--- Data to examine Enclosed Below ---
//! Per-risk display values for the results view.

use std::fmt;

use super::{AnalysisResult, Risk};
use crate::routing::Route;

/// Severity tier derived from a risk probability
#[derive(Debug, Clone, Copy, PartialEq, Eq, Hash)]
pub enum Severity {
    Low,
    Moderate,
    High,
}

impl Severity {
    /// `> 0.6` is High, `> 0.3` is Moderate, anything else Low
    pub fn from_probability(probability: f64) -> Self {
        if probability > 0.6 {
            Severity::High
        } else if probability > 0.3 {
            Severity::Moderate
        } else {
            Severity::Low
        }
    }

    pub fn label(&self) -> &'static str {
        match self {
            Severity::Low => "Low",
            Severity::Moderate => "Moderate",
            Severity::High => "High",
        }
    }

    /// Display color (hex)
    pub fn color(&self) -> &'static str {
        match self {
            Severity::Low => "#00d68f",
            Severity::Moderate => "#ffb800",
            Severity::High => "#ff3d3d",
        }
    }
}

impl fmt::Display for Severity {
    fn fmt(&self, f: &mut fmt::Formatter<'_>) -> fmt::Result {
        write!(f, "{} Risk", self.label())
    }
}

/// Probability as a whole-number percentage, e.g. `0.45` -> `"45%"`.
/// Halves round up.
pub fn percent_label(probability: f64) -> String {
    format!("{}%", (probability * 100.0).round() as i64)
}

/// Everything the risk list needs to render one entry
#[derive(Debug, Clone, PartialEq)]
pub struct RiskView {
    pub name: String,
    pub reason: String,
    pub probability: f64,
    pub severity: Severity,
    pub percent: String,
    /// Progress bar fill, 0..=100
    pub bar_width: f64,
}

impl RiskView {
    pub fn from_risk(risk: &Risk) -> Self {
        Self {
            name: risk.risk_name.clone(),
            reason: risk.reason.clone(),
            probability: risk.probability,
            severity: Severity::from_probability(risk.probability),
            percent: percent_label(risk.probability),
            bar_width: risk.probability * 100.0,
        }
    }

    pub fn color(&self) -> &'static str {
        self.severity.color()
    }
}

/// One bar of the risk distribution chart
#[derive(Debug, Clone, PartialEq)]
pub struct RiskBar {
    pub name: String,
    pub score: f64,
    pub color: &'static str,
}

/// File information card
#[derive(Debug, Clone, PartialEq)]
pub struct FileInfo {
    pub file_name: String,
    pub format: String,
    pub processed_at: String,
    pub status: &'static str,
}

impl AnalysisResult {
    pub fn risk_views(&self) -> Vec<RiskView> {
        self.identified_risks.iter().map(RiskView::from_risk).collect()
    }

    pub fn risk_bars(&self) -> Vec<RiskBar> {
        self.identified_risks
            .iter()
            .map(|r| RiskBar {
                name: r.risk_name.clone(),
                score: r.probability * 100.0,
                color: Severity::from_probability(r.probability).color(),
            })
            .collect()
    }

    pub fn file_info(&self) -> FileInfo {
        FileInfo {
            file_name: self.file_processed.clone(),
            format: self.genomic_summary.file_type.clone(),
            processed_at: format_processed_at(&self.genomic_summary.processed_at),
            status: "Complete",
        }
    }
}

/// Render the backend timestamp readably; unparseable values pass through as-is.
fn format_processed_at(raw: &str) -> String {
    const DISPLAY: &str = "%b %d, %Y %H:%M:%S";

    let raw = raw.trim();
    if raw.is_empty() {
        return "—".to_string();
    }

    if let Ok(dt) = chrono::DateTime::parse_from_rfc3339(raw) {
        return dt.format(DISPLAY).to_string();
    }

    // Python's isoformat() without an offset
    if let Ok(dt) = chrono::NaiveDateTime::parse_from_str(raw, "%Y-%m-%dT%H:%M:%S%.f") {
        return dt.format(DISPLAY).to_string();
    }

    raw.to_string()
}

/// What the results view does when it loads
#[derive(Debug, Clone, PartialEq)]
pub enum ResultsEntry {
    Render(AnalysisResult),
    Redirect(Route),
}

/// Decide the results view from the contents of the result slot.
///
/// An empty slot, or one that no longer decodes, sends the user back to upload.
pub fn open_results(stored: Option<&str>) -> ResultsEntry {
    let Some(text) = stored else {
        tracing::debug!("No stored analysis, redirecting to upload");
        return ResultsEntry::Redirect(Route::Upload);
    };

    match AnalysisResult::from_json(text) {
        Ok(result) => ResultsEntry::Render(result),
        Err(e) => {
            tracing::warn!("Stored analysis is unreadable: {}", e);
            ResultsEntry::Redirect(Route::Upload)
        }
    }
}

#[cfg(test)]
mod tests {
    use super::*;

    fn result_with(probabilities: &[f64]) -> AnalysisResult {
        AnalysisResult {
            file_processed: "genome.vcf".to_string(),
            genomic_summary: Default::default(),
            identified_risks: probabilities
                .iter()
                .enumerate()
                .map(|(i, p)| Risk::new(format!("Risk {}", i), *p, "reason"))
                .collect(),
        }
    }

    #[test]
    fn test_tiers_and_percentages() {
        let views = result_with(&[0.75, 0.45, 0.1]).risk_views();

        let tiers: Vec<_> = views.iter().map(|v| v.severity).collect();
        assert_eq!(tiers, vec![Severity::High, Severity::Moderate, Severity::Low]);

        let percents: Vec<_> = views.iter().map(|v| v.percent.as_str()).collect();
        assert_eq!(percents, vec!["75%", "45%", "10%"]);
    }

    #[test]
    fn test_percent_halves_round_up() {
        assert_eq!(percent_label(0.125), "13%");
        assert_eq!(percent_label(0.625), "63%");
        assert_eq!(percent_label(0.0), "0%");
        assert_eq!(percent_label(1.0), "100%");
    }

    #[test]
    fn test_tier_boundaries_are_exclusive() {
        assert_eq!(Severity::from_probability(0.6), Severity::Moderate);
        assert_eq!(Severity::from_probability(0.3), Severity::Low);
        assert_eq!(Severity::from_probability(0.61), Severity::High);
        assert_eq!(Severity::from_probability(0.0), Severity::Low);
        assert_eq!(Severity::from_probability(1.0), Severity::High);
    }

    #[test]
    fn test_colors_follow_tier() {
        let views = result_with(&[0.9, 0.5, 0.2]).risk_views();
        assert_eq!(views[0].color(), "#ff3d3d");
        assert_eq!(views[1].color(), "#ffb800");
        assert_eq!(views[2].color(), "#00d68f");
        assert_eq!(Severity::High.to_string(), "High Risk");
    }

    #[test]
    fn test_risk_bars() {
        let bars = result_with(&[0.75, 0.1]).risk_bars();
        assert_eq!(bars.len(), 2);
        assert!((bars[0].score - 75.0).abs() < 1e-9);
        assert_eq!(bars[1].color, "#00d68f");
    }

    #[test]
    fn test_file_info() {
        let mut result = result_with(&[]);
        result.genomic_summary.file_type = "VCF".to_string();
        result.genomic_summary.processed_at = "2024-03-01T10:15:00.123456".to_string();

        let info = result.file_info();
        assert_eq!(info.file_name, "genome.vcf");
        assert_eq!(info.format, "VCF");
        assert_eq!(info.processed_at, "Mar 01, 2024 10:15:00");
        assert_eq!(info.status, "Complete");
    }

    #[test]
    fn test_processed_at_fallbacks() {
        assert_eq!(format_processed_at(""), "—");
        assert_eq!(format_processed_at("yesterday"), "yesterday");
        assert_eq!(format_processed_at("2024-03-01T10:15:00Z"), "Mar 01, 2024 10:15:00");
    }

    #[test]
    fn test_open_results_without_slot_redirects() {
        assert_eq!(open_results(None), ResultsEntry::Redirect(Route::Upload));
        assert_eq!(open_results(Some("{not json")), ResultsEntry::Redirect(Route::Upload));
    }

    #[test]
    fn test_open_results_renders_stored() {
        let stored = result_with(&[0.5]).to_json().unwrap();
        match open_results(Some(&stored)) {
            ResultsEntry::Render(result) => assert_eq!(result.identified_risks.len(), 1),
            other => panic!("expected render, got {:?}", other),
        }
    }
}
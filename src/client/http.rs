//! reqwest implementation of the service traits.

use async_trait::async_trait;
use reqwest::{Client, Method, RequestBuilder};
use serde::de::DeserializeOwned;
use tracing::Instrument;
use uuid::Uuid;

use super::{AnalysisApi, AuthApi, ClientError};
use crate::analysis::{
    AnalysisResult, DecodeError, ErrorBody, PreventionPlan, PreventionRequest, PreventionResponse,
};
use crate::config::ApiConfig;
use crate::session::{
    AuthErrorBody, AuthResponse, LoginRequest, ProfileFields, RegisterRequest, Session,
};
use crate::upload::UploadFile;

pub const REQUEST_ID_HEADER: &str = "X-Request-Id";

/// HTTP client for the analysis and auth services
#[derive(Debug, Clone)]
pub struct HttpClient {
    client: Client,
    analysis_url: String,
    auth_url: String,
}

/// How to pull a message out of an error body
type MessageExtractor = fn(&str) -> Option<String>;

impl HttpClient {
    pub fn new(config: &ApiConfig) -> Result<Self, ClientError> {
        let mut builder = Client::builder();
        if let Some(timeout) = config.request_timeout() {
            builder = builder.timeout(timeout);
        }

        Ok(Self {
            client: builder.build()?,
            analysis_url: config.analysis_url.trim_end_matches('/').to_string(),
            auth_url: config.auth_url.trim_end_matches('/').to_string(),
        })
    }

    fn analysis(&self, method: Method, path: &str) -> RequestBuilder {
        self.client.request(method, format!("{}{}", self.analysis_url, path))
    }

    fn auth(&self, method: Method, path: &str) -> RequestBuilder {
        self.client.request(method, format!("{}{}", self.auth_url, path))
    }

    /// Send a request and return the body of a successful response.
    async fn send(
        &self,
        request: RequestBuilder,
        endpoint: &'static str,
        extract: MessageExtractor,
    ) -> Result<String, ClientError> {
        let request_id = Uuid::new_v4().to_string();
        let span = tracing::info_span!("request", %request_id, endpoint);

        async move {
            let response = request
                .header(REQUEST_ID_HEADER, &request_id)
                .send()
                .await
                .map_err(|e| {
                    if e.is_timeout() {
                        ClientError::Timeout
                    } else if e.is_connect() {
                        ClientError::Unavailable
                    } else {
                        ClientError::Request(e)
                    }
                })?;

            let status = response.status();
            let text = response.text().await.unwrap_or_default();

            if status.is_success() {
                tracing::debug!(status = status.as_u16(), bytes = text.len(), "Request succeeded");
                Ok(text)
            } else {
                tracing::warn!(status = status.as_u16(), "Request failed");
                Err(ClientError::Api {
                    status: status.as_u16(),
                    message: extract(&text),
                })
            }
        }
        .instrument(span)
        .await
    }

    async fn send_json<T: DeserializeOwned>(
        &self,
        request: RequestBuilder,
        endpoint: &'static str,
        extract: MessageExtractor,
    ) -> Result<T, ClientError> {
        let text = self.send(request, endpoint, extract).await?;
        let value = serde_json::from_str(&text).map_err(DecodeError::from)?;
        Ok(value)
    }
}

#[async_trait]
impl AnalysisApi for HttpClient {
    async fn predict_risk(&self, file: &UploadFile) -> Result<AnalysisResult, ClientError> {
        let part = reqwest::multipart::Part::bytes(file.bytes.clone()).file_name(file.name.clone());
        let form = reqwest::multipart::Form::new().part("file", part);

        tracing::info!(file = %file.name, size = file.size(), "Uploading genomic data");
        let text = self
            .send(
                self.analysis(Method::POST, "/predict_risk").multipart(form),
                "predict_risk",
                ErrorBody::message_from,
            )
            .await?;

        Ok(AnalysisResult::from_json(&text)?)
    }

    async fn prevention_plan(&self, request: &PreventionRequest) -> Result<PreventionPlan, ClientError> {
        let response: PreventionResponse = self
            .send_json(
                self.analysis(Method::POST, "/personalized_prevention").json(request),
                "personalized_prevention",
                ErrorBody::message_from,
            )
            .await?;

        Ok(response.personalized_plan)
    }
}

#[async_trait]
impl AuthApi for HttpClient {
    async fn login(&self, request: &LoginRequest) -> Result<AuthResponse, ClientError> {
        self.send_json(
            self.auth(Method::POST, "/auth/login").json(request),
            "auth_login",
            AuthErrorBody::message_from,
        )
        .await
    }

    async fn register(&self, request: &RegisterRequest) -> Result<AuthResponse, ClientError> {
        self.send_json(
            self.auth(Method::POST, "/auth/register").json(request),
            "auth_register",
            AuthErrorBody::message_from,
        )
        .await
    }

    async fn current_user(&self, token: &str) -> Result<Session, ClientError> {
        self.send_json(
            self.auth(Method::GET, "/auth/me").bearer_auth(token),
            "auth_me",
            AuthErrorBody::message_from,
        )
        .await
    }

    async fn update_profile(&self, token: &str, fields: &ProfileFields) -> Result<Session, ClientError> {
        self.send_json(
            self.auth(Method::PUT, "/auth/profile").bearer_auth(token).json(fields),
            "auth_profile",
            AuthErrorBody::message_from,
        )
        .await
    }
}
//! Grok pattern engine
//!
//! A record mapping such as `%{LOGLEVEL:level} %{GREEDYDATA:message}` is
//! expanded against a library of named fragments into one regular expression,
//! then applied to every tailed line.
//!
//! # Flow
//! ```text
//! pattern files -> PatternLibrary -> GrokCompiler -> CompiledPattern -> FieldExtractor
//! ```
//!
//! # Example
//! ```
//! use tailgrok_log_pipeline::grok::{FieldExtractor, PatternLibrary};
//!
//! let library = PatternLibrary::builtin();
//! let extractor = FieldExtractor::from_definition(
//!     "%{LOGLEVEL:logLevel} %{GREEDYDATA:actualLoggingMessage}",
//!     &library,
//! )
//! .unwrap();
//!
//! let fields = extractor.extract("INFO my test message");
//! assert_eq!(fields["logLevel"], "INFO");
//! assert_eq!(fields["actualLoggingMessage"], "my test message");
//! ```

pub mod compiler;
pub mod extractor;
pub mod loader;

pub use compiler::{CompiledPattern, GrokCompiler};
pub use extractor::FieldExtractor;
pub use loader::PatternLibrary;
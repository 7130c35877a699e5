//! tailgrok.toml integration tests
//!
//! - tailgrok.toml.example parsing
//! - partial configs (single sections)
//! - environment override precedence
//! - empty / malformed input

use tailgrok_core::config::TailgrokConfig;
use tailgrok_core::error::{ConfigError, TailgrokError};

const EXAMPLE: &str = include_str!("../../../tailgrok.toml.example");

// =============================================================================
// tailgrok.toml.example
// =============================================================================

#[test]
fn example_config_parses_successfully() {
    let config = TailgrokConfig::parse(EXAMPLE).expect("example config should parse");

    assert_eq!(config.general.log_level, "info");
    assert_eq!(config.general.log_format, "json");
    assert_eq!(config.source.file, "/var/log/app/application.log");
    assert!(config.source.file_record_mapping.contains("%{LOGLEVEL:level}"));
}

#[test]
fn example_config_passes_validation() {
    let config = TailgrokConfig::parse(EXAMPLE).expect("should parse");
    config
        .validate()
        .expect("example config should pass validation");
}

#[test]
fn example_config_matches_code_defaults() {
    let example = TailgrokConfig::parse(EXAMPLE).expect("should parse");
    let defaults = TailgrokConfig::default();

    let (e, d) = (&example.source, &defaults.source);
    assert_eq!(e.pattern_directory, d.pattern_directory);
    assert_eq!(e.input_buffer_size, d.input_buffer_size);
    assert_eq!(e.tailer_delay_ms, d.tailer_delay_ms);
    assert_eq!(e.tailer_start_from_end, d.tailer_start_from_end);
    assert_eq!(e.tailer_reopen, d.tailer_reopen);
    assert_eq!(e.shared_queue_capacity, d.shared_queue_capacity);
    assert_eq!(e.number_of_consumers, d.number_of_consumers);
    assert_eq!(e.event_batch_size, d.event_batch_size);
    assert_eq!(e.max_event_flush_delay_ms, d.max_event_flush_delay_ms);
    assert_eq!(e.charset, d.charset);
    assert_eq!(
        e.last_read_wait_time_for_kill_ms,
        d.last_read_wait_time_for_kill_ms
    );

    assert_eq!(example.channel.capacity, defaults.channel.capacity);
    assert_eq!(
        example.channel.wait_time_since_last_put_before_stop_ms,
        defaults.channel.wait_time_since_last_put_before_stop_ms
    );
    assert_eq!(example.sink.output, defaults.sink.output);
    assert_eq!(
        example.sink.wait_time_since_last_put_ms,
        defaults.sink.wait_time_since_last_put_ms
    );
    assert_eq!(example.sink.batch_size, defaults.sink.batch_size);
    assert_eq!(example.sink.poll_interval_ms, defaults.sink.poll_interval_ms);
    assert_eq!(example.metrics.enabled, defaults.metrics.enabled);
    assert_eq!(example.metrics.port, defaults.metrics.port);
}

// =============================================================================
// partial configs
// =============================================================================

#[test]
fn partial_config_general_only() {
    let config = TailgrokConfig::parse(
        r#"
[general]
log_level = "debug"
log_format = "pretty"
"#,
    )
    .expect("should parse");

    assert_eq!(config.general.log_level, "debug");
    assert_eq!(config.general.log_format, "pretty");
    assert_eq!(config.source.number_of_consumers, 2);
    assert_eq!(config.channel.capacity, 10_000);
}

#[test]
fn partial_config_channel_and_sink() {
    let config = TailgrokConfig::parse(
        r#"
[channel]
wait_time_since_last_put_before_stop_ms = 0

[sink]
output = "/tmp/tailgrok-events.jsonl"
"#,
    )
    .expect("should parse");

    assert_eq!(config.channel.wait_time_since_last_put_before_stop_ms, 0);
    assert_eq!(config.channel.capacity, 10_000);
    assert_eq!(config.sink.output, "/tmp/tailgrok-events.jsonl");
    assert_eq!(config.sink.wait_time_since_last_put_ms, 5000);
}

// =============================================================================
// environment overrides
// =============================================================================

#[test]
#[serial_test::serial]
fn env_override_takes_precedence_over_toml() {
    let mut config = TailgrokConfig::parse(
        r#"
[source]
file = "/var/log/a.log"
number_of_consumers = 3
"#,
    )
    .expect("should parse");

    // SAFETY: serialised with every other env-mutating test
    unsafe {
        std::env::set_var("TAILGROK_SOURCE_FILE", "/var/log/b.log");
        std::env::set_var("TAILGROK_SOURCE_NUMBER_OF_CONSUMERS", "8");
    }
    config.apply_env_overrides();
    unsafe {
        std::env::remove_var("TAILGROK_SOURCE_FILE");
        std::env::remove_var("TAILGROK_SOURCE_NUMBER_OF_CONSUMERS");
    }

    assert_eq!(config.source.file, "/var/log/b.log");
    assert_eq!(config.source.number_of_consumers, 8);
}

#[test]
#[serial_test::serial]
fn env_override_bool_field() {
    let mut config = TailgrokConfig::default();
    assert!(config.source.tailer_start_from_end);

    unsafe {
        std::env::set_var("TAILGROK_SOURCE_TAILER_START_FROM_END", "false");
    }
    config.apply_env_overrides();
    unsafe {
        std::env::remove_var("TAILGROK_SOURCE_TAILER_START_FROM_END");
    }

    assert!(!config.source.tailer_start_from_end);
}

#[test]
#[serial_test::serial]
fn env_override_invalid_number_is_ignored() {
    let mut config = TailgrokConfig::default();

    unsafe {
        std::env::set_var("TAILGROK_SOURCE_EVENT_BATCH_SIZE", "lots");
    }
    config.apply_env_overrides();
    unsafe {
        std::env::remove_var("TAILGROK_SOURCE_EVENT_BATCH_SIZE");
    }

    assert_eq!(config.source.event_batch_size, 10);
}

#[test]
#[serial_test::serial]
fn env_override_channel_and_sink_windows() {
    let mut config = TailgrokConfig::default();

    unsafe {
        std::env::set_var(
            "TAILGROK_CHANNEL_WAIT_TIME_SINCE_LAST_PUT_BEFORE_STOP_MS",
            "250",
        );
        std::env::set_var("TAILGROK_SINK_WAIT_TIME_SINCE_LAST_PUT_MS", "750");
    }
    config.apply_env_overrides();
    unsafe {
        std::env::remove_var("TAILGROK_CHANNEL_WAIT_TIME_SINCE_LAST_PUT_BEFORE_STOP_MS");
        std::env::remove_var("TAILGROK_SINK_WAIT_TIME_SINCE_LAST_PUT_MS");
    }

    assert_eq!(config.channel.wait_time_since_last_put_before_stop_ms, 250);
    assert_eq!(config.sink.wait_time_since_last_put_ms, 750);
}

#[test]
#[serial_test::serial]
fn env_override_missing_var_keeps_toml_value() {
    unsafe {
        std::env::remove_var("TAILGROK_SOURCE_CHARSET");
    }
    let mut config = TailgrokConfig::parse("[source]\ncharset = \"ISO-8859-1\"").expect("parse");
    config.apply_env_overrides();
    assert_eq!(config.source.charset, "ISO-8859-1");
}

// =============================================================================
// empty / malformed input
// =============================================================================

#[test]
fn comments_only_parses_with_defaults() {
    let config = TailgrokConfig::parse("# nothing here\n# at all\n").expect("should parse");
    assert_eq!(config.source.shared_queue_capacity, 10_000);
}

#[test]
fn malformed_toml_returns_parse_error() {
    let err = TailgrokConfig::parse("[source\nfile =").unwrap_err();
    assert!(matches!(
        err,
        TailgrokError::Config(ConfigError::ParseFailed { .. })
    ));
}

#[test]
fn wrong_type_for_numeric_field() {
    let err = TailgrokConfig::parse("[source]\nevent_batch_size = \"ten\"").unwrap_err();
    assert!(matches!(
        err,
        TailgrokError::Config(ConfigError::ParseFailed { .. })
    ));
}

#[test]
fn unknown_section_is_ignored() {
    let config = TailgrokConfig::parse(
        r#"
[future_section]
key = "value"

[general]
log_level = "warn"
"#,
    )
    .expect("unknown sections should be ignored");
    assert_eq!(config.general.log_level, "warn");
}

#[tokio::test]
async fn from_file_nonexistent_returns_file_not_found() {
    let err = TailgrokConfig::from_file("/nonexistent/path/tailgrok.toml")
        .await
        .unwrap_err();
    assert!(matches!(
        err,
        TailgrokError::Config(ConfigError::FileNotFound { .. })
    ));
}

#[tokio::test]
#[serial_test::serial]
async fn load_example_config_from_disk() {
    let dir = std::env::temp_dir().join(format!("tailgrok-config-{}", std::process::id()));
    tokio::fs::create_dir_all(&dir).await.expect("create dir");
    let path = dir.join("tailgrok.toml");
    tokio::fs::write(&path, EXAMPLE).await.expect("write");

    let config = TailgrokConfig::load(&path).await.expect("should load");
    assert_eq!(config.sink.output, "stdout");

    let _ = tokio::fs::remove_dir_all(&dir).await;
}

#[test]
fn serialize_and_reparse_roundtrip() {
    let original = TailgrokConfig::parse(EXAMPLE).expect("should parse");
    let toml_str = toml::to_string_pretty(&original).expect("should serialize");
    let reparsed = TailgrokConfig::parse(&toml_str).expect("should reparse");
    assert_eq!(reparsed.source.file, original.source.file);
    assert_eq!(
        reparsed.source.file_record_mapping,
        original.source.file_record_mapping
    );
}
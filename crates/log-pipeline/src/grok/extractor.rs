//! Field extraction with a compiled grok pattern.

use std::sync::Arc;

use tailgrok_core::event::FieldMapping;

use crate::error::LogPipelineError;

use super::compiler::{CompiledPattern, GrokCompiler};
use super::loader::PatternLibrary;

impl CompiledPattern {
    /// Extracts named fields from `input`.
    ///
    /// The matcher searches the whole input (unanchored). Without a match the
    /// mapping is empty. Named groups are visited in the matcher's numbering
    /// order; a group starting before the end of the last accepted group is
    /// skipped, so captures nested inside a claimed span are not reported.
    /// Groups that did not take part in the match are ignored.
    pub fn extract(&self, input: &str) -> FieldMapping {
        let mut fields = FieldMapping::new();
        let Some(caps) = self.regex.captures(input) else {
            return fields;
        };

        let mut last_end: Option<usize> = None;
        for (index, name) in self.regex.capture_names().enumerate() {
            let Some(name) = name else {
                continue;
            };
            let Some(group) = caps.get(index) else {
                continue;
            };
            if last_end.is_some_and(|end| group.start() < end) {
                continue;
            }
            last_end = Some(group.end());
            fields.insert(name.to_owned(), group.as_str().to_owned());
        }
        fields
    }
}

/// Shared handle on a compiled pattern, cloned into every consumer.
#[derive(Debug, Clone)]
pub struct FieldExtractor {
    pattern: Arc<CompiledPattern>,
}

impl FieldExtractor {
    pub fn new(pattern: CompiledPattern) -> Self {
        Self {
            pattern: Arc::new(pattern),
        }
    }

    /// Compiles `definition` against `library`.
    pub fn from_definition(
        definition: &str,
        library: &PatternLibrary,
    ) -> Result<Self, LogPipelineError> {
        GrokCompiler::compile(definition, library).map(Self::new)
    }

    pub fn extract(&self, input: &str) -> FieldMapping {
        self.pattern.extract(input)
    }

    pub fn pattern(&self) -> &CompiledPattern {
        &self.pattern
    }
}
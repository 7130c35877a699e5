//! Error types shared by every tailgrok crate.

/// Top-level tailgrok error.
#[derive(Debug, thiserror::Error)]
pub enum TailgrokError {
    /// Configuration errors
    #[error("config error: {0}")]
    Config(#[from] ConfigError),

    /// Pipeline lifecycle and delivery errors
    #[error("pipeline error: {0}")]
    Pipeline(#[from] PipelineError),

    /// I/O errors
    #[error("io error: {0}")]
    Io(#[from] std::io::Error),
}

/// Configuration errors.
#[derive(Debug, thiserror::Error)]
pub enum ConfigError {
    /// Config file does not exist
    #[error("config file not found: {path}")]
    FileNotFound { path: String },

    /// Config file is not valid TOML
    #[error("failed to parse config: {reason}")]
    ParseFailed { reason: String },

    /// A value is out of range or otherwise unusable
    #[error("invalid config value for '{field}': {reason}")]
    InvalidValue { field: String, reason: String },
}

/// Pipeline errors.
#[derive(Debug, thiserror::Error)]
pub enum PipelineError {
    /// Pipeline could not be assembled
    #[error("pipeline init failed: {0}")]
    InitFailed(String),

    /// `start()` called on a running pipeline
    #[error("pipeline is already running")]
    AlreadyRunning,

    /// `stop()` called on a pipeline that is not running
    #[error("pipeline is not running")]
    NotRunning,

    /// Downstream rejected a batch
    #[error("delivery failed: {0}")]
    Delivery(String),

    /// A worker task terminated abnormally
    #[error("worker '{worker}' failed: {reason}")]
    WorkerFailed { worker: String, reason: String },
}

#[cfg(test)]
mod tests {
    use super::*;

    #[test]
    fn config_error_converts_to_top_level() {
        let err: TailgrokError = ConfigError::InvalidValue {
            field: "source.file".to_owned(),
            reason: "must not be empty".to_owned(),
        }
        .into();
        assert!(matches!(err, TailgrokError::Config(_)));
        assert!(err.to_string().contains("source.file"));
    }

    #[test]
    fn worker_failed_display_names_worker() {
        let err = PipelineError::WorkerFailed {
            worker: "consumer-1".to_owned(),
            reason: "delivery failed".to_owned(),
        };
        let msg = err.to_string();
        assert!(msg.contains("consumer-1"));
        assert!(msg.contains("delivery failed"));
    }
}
--- End of Enclosed Data to examine ---
Copy only the entries from the first line to the line with "pub struct RiskBar", each exactly as it appears.

**Solution for this task:**
//! Per-risk display values for the results view.

use std::fmt;

use super::{AnalysisResult, Risk};
use crate::routing::Route;

/// Severity tier derived from a risk probability
#[derive(Debug, Clone, Copy, PartialEq, Eq, Hash)]
pub enum Severity {
    Low,
    Moderate,
    High,
}

impl Severity {
    /// `> 0.6` is High, `> 0.3` is Moderate, anything else Low
    pub fn from_probability(probability: f64) -> Self {
        if probability > 0.6 {
            Severity::High
        } else if probability > 0.3 {
            Severity::Moderate
        } else {
            Severity::Low
        }
    }

    pub fn label(&self) -> &'static str {
        match self {
            Severity::Low => "Low",
            Severity::Moderate => "Moderate",
            Severity::High => "High",
        }
    }

    /// Display color (hex)
    pub fn color(&self) -> &'static str {
        match self {
            Severity::Low => "#00d68f",
            Severity::Moderate => "#ffb800",
            Severity::High => "#ff3d3d",
        }
    }
}

impl fmt::Display for Severity {
    fn fmt(&self, f: &mut fmt::Formatter<'_>) -> fmt::Result {
        write!(f, "{} Risk", self.label())
    }
}

/// Probability as a whole-number percentage, e.g. `0.45` -> `"45%"`.
/// Halves round up.
pub fn percent_label(probability: f64) -> String {
    format!("{}%", (probability * 100.0).round() as i64)
}

/// Everything the risk list needs to render one entry
#[derive(Debug, Clone, PartialEq)]
pub struct RiskView {
    pub name: String,
    pub reason: String,
    pub probability: f64,
    pub severity: Severity,
    pub percent: String,
    /// Progress bar fill, 0..=100
    pub bar_width: f64,
}

impl RiskView {
    pub fn from_risk(risk: &Risk) -> Self {
        Self {
            name: risk.risk_name.clone(),
            reason: risk.reason.clone(),
            probability: risk.probability,
            severity: Severity::from_probability(risk.probability),
            percent: percent_label(risk.probability),
            bar_width: risk.probability * 100.0,
        }
    }

    pub fn color(&self) -> &'static str {
        self.severity.color()
    }
}

/// One bar of the risk distribution chart
#[derive(Debug, Clone, PartialEq)]
pub struct RiskBar {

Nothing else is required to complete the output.